肖雲鋒剛想回頭看去,姜人人已經把腦袋湊了過來。

“我幫你。”

聲音又柔又冰地,還伴有急促、微弱地喘息。

肖雲鋒緩緩閉上眼睛,用力汲取著對方的氣息,她順著自己肩膀緊貼在臉頰一側的冰涼,無時無刻不散發著淡淡清香。

隨著姜人人把一整隻手掌按在肖雲鋒的腰間,極致的冰感驚地肖雲鋒忍不住倒吸一口氣。

“疼嗎?”

姜人人低聲詢問著,是和肖雲鋒一樣還在潛意識中關心肖雲鋒的傷勢。

同時又因為肖雲鋒緊繃起來的身體更加讓她迷戀,左手右手一併從他腰間遊走到背,又緩緩遊走到肩……

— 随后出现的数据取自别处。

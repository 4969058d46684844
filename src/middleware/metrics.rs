//! Prometheus metrics for the approval engine.
//!
//! Exposes a standard `/metrics` endpoint that Prometheus can scrape.
//! Counters live in the global default registry and are registered on
//! first use.

use once_cell::sync::Lazy;
use prometheus::{
    opts, register_counter_vec, register_histogram_vec, CounterVec, Encoder, HistogramVec,
    TextEncoder,
};

struct ApprovalMetrics {
    callbacks_total: CounterVec,
    callback_duration_seconds: HistogramVec,
    instantiations_total: CounterVec,
    expired_total: CounterVec,
    notifications_total: CounterVec,
}

static METRICS: Lazy<ApprovalMetrics> = Lazy::new(|| {
    let callbacks_total = register_counter_vec!(
        opts!("approvals_callbacks_total", "Approval callbacks by outcome"),
        &["outcome"]
    )
    .expect("failed to register approvals_callbacks_total");

    let callback_duration_seconds = register_histogram_vec!(
        prometheus::histogram_opts!(
            "approvals_callback_duration_seconds",
            "Callback processing latency in seconds",
            vec![0.005, 0.01, 0.025, 0.05, 0.1, 0.25, 0.5, 1.0, 2.5]
        ),
        &["outcome"]
    )
    .expect("failed to register approvals_callback_duration_seconds");

    let instantiations_total = register_counter_vec!(
        opts!(
            "approvals_instantiations_total",
            "Submitted requests by instantiation result"
        ),
        &["result"]
    )
    .expect("failed to register approvals_instantiations_total");

    let expired_total = register_counter_vec!(
        opts!("approvals_expired_total", "Approval records moved to expired"),
        &["source"]
    )
    .expect("failed to register approvals_expired_total");

    let notifications_total = register_counter_vec!(
        opts!("approvals_notifications_total", "Notification deliveries"),
        &["channel", "result"]
    )
    .expect("failed to register approvals_notifications_total");

    ApprovalMetrics {
        callbacks_total,
        callback_duration_seconds,
        instantiations_total,
        expired_total,
        notifications_total,
    }
});

pub fn record_callback(outcome: &str, duration_secs: f64) {
    METRICS.callbacks_total.with_label_values(&[outcome]).inc();
    METRICS
        .callback_duration_seconds
        .with_label_values(&[outcome])
        .observe(duration_secs);
}

pub fn record_instantiation(result: &str) {
    METRICS.instantiations_total.with_label_values(&[result]).inc();
}

/// `source` is `callback` or `sweep`.
pub fn record_expired(source: &str, count: usize) {
    if count > 0 {
        METRICS
            .expired_total
            .with_label_values(&[source])
            .inc_by(count as f64);
    }
}

pub fn record_notification(channel: &str, result: &str) {
    METRICS
        .notifications_total
        .with_label_values(&[channel, result])
        .inc();
}

/// Encode all registered metrics as Prometheus text format.
pub fn encode_metrics() -> String {
    let encoder = TextEncoder::new();
    let metric_families = prometheus::gather();
    let mut buffer = Vec::new();
    encoder.encode(&metric_families, &mut buffer).unwrap_or_default();
    String::from_utf8(buffer).unwrap_or_default()
}

// ── Tests ─────────────────────────────────────────────────────
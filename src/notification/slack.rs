use anyhow::Context;
use async_trait::async_trait;
use serde::Serialize;

use super::{ApprovalNotice, ApprovalNotifier};

/// Posts a short heads-up to a Slack incoming webhook. The action links are
/// left out; they are bearer credentials meant for the approver only.
#[derive(Clone)]
pub struct SlackNotifier {
    client: reqwest::Client,
    webhook_url: String,
}

impl SlackNotifier {
    pub fn new(webhook_url: String) -> Self {
        Self {
            client: reqwest::Client::new(),
            webhook_url,
        }
    }
}

fn render_text(notice: &ApprovalNotice) -> String {
    format!(
        "*Approval requested* (step {} of {})\n\nRequest: *{}*\nPriority: {}\nApprover: {} <{}>\nExpires: {}",
        notice.step_order,
        notice.total_steps,
        notice.request_title,
        if notice.request_priority.is_empty() { "-" } else { &notice.request_priority },
        notice.approver_name,
        notice.approver_email,
        notice.expires_at.format("%Y-%m-%d %H:%M UTC"),
    )
}

#[async_trait]
impl ApprovalNotifier for SlackNotifier {
    fn channel(&self) -> &'static str {
        "slack"
    }

    async fn notify(&self, notice: &ApprovalNotice) -> anyhow::Result<()> {
        let message = SlackMessage {
            text: render_text(notice),
        };

        let resp = self
            .client
            .post(&self.webhook_url)
            .json(&message)
            .send()
            .await
            .context("failed to send slack notification")?;

        let status = resp.status();
        if !status.is_success() {
            let body = resp.text().await.unwrap_or_default();
            anyhow::bail!("slack returned error: status={}, body={}", status, body);
        }

        tracing::info!(request_id = %notice.request_id, "sent slack notification");
        Ok(())
    }
}

#[derive(Serialize)]
struct SlackMessage {
    text: String,
}
use std::net::SocketAddr;
use std::sync::Arc;
use std::time::Duration;

use clap::Parser;
use tracing_subscriber::{layer::SubscriberExt, util::SubscriberInitExt};

use approvals::api::render::OutcomePages;
use approvals::cli;
use approvals::config::{self, Config};
use approvals::engine::{ApprovalEngine, EngineSettings};
use approvals::jobs;
use approvals::notification::slack::SlackNotifier;
use approvals::notification::webhook::WebhookNotifier;
use approvals::notification::{ActionLinks, ApprovalNotifier, NotificationDispatcher};
use approvals::store::memory::MemoryStore;
use approvals::store::postgres::PgStore;
use approvals::store::ApprovalStore;
use approvals::AppState;

#[tokio::main]
async fn main() -> anyhow::Result<()> {
    // Export spans over OTLP when a collector endpoint is configured.
    use opentelemetry::KeyValue;
    use opentelemetry_sdk::{trace as sdktrace, Resource};

    let telemetry_layer = if std::env::var("OTEL_EXPORTER_OTLP_ENDPOINT").is_ok() {
        let tracer = opentelemetry_otlp::new_pipeline()
            .tracing()
            .with_exporter(opentelemetry_otlp::new_exporter().tonic())
            .with_trace_config(sdktrace::config().with_resource(Resource::new(vec![
                KeyValue::new("service.name", "approvals"),
            ])))
            .install_batch(opentelemetry_sdk::runtime::Tokio)?;
        Some(tracing_opentelemetry::layer().with_tracer(tracer))
    } else {
        None
    };

    tracing_subscriber::registry()
        .with(tracing_subscriber::EnvFilter::new(
            std::env::var("RUST_LOG").unwrap_or_else(|_| "approvals=debug,tower_http=debug".into()),
        ))
        .with(tracing_subscriber::fmt::layer())
        .with(telemetry_layer)
        .init();

    let cfg = config::load()?;
    let args = cli::Cli::parse();

    let result = match args.command {
        Some(cli::Commands::Serve { port, in_memory }) => {
            let port = port.unwrap_or(cfg.port);
            run_server(cfg, port, in_memory).await
        }
        Some(cli::Commands::Workflow { command }) => {
            let db = PgStore::connect(&cfg.database_url).await?;
            handle_workflow_command(&db, command).await
        }
        Some(cli::Commands::Approval { command }) => {
            let db = PgStore::connect(&cfg.database_url).await?;
            let engine = build_engine(&cfg, Arc::new(db.clone()))?;
            handle_approval_command(&db, &engine, command).await
        }
        Some(cli::Commands::Audit { command }) => {
            let db = PgStore::connect(&cfg.database_url).await?;
            handle_audit_command(&db, command).await
        }
        None => {
            let port = cfg.port;
            run_server(cfg, port, false).await
        }
    };

    if let Err(ref e) = result {
        eprintln!("Error: {:?}", e);
    }
    result
}

/// Engine with every notification channel the configuration enables.
fn build_engine(cfg: &Config, store: Arc<dyn ApprovalStore>) -> anyhow::Result<Arc<ApprovalEngine>> {
    let mut notifiers: Vec<Arc<dyn ApprovalNotifier>> = Vec::new();
    if !cfg.notify_webhook_urls.is_empty() {
        notifiers.push(Arc::new(WebhookNotifier::new(
            cfg.notify_webhook_urls.clone(),
            cfg.webhook_secret.clone(),
        )?));
    }
    if let Some(url) = &cfg.slack_webhook_url {
        notifiers.push(Arc::new(SlackNotifier::new(url.clone())));
    }
    if notifiers.is_empty() {
        tracing::warn!("no notification channel configured; approvers will not be contacted");
    }

    let settings = EngineSettings {
        default_timeout_hours: cfg.default_timeout_hours,
        links: ActionLinks::new(&cfg.public_url)?,
    };
    Ok(Arc::new(ApprovalEngine::new(
        store,
        NotificationDispatcher::new(notifiers),
        settings,
    )))
}

async fn run_server(cfg: Config, port: u16, in_memory: bool) -> anyhow::Result<()> {
    let store: Arc<dyn ApprovalStore> = if in_memory {
        tracing::warn!("Using in-memory store; all data is lost on exit");
        Arc::new(MemoryStore::new())
    } else {
        tracing::info!("Connecting to database...");
        let db = PgStore::connect(&cfg.database_url).await?;
        tracing::info!("Running migrations...");
        db.migrate().await?;
        Arc::new(db)
    };

    let engine = build_engine(&cfg, store)?;
    let state = Arc::new(AppState {
        engine: engine.clone(),
        pages: OutcomePages::new()?,
        admin_key: cfg.admin_key.clone(),
    });
    let app = approvals::build_router(state);

    if cfg.sweep_interval_secs > 0 {
        jobs::expiry::spawn(engine, Duration::from_secs(cfg.sweep_interval_secs));
        tracing::info!(
            every_secs = cfg.sweep_interval_secs,
            "Background expiry sweep started"
        );
    }

    let addr = SocketAddr::from(([0, 0, 0, 0], port));
    let listener = tokio::net::TcpListener::bind(addr).await?;
    tracing::info!("approvals service listening on {}", addr);
    axum::serve(listener, app).await?;

    Ok(())
}

async fn handle_workflow_command(db: &PgStore, cmd: cli::WorkflowCommands) -> anyhow::Result<()> {
    match cmd {
        cli::WorkflowCommands::List => {
            let workflows = db.list_workflows().await?;
            if workflows.is_empty() {
                println!("No workflows found.");
                return Ok(());
            }
            println!(
                "{:<38} {:<24} {:<12} {:<10} {:<6} {:<6} {:<6}",
                "ID", "NAME", "CATEGORY", "PRIORITY", "REV", "STEPS", "ACTIVE"
            );
            for w in workflows {
                println!(
                    "{:<38} {:<24} {:<12} {:<10} {:<6} {:<6} {:<6}",
                    w.id,
                    truncate(&w.name, 24),
                    w.category.as_deref().unwrap_or("*"),
                    w.priority.as_deref().unwrap_or("*"),
                    w.revision,
                    w.steps.len(),
                    w.is_active
                );
            }
        }
    }
    Ok(())
}

async fn handle_approval_command(
    db: &PgStore,
    engine: &ApprovalEngine,
    cmd: cli::ApprovalCommands,
) -> anyhow::Result<()> {
    match cmd {
        cli::ApprovalCommands::List => {
            let approvals = db.list_pending_approvals().await?;
            if approvals.is_empty() {
                println!("No pending approvals.");
                return Ok(());
            }
            println!(
                "{:<38} {:<38} {:<5} {:<30} EXPIRES",
                "ID", "REQUEST", "STEP", "APPROVER"
            );
            for r in approvals {
                println!(
                    "{:<38} {:<38} {:<5} {:<30} {}",
                    r.id,
                    r.request_id,
                    r.step_order,
                    truncate(&r.approver_email, 30),
                    r.token_expires_at
                );
            }
        }
        cli::ApprovalCommands::Sweep => {
            let report = engine.sweep_expired(chrono::Utc::now()).await?;
            println!(
                "Expired {} approval(s); updated {} request(s).",
                report.records_expired, report.requests_updated
            );
        }
    }
    Ok(())
}

async fn handle_audit_command(db: &PgStore, cmd: cli::AuditCommands) -> anyhow::Result<()> {
    match cmd {
        cli::AuditCommands::List { request_id } => {
            let entries = db.list_audit(request_id).await?;
            if entries.is_empty() {
                println!("No audit entries for request {}.", request_id);
                return Ok(());
            }
            println!(
                "{:<26} {:<9} {:<5} {:<30} {:<16} NOTES",
                "AT", "ACTION", "STEP", "BY", "IP"
            );
            for e in entries {
                println!(
                    "{:<26} {:<9} {:<5} {:<30} {:<16} {}",
                    e.created_at.format("%Y-%m-%d %H:%M:%S UTC"),
                    e.new_status,
                    e.metadata.step_order,
                    truncate(&e.performed_by_email, 30),
                    e.ip_address.as_deref().unwrap_or("-"),
                    e.notes.as_deref().unwrap_or("")
                );
            }
        }
    }
    Ok(())
}

fn truncate(s: &str, max: usize) -> String {
    if s.chars().count() > max {
        let head: String = s.chars().take(max - 3).collect();
        format!("{}...", head)
    } else {
        s.to_string()
    }
}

密室還是那個密室,床也還是那個床,韓老爺子永遠都不會想到,他用來避災避難,用來保護親人的密室,竟然會在某一天成了兩人的溫床!

……

師父失蹤了!

沒有等到肖雲鋒的回來,也沒有等到期待已久的慶功宴,憂心忡忡地裘雨芳一夜無眠。

她去找王一仙,王一仙回木牛齋了。

她去找餘方左,餘方左也回木牛齋了。

一個一個地好似都有做不完的事,明明她也能幫上忙,她也能做些什麼的,憑什麼走的時候不叫她一聲,要留她一人在屋子裡看了一晚的月亮?

此時,天剛矇矇亮。

裘雨芳咬牙切齒地找上彰帆時,負責當值的兵客還以為她是來尋仇的!

“一點兒眼力都沒有,調去看大門吧!”

直到進入木牛齋的密林裡,裘雨芳依舊念念不忘著那名與她拔刀相向的兵客。

彰帆苦笑一聲,好言相告道:“其實他就是因為沒有眼力,才從城門處被我調了過來……”

裘雨芳聽了彰帆的話,心情更不好了,啊啊啊的亂叫著,驚地密林裡鳥雀翻飛。

好不容易到了木牛齋,裘雨芳連謝都顧不上一謝直接拋下彰帆向庸雲弱的臥房奔去。

兵客們眼見是她,心中知曉她身份之特殊也紛紛沒做阻攔,只任由她像一陣風兒般,從自己身前直直竄去。

登登登登登……

裘雨芳上樓梯的動靜大的令人出奇。

庸雲弱遠遠就聽到這股怪異聲音,再一展開氣勢感應罷,也忍不住有些愁眉道:“一仙,你去陪陪她吧。”

王一仙應了聲,頭也不回地轉身離去。

在這裡,他是除了肖雲鋒外唯一一個不需要注重禮節之人。

因為他總有一天要做到庸雲弱的位子上,來代他掌管升雲國,代他站在天下蒼生的身前,所以庸雲弱不會也不願讓他養成時刻謙卑的習慣。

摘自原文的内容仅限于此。